• **Required work**: Transcribe all the records with complete accuracy.
◇ ◇ ◇
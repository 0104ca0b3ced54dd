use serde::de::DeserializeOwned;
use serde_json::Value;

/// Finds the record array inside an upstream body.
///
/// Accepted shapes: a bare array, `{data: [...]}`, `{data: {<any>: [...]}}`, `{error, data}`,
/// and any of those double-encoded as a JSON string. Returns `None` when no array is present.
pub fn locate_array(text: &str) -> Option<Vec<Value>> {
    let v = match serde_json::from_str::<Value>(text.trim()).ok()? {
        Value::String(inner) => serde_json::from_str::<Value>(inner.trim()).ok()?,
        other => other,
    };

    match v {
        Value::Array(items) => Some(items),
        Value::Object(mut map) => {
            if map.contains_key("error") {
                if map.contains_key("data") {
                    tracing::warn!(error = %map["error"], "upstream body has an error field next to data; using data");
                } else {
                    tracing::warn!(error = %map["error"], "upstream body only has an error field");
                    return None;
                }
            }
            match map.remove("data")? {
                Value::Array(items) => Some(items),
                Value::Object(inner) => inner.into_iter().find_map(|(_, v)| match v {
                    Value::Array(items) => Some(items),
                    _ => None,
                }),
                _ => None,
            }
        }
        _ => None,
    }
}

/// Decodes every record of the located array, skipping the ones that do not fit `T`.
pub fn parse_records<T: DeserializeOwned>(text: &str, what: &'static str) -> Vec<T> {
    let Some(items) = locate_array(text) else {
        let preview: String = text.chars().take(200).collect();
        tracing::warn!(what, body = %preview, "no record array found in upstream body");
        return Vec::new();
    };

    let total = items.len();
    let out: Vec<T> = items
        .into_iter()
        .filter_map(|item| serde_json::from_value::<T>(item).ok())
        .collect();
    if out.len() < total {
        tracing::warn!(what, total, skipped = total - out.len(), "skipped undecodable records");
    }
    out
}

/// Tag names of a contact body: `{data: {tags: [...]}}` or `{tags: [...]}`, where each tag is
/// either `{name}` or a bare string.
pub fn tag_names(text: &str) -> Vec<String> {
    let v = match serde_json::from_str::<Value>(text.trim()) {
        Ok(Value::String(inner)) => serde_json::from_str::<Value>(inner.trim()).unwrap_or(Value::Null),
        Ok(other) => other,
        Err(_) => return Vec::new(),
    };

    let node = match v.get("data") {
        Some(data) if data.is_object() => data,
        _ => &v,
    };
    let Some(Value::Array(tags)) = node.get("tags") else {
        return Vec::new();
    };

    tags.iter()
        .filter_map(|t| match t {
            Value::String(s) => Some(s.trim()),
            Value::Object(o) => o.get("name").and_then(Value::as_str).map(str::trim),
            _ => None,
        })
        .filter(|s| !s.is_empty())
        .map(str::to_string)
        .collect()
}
◇ ◇ ◇
• **Exercise solution**:
repository 0104ca0b3ced54dd
use serde::de::DeserializeOwned;
use serde_json::Value;

/// Finds the record array inside an upstream body.
///
/// Accepted shapes: a bare array, `{data: [...]}`, `{data: {<any>: [...]}}`, `{error, data}`,
/// and any of those double-encoded as a JSON string. Returns `None` when no array is present.
pub fn locate_array(text: &str) -> Option<Vec<Value>> {
    let v = match serde_json::from_str::<Value>(text.trim()).ok()? {
        Value::String(inner) => serde_json::from_str::<Value>(inner.trim()).ok()?,
        other => other,
    };

    match v {
        Value::Array(items) => Some(items),
        Value::Object(mut map) => {
            if map.contains_key("error") {
                if map.contains_key("data") {
                    tracing::warn!(error = %map["error"], "upstream body has an error field next to data; using data");
                } else {
                    tracing::warn!(error = %map["error"], "upstream body only has an error field");
                    return None;
                }
            }
            match map.remove("data")? {
                Value::Array(items) => Some(items),
                Value::Object(inner) => inner.into_iter().find_map(|(_, v)| match v {
                    Value::Array(items) => Some(items),
                    _ => None,
                }),
                _ => None,
            }
        }
        _ => None,
    }
}

/// Decodes every record of the located array, skipping the ones that do not fit `T`.
pub fn parse_records<T: DeserializeOwned>(text: &str, what: &'static str) -> Vec<T> {
    let Some(items) = locate_array(text) else {
        let preview: String = text.chars().take(200).collect();
        tracing::warn!(what, body = %preview, "no record array found in upstream body");
        return Vec::new();
    };

    let total = items.len();
    let out: Vec<T> = items
        .into_iter()
        .filter_map(|item| serde_json::from_value::<T>(item).ok())
        .collect();
    if out.len() < total {
        tracing::warn!(what, total, skipped = total - out.len(), "skipped undecodable records");
    }
    out
}

/// Tag names of a contact body: `{data: {tags: [...]}}` or `{tags: [...]}`, where each tag is
/// either `{name}` or a bare string.
pub fn tag_names(text: &str) -> Vec<String> {
    let v = match serde_json::from_str::<Value>(text.trim()) {
        Ok(Value::String(inner)) => serde_json::from_str::<Value>(inner.trim()).unwrap_or(Value::Null),
        Ok(other) => other,
        Err(_) => return Vec::new(),
    };

    let node = match v.get("data") {
        Some(data) if data.is_object() => data,
        _ => &v,
    };
    let Some(Value::Array(tags)) = node.get("tags") else {
        return Vec::new();
    };

    tags.iter()
        .filter_map(|t| match t {
            Value::String(s) => Some(s.trim()),
            Value::Object(o) => o.get("name").and_then(Value::as_str).map(str::trim),
            _ => None,
        })
        .filter(|s| !s.is_empty())
        .map(str::to_string)
        .collect()
}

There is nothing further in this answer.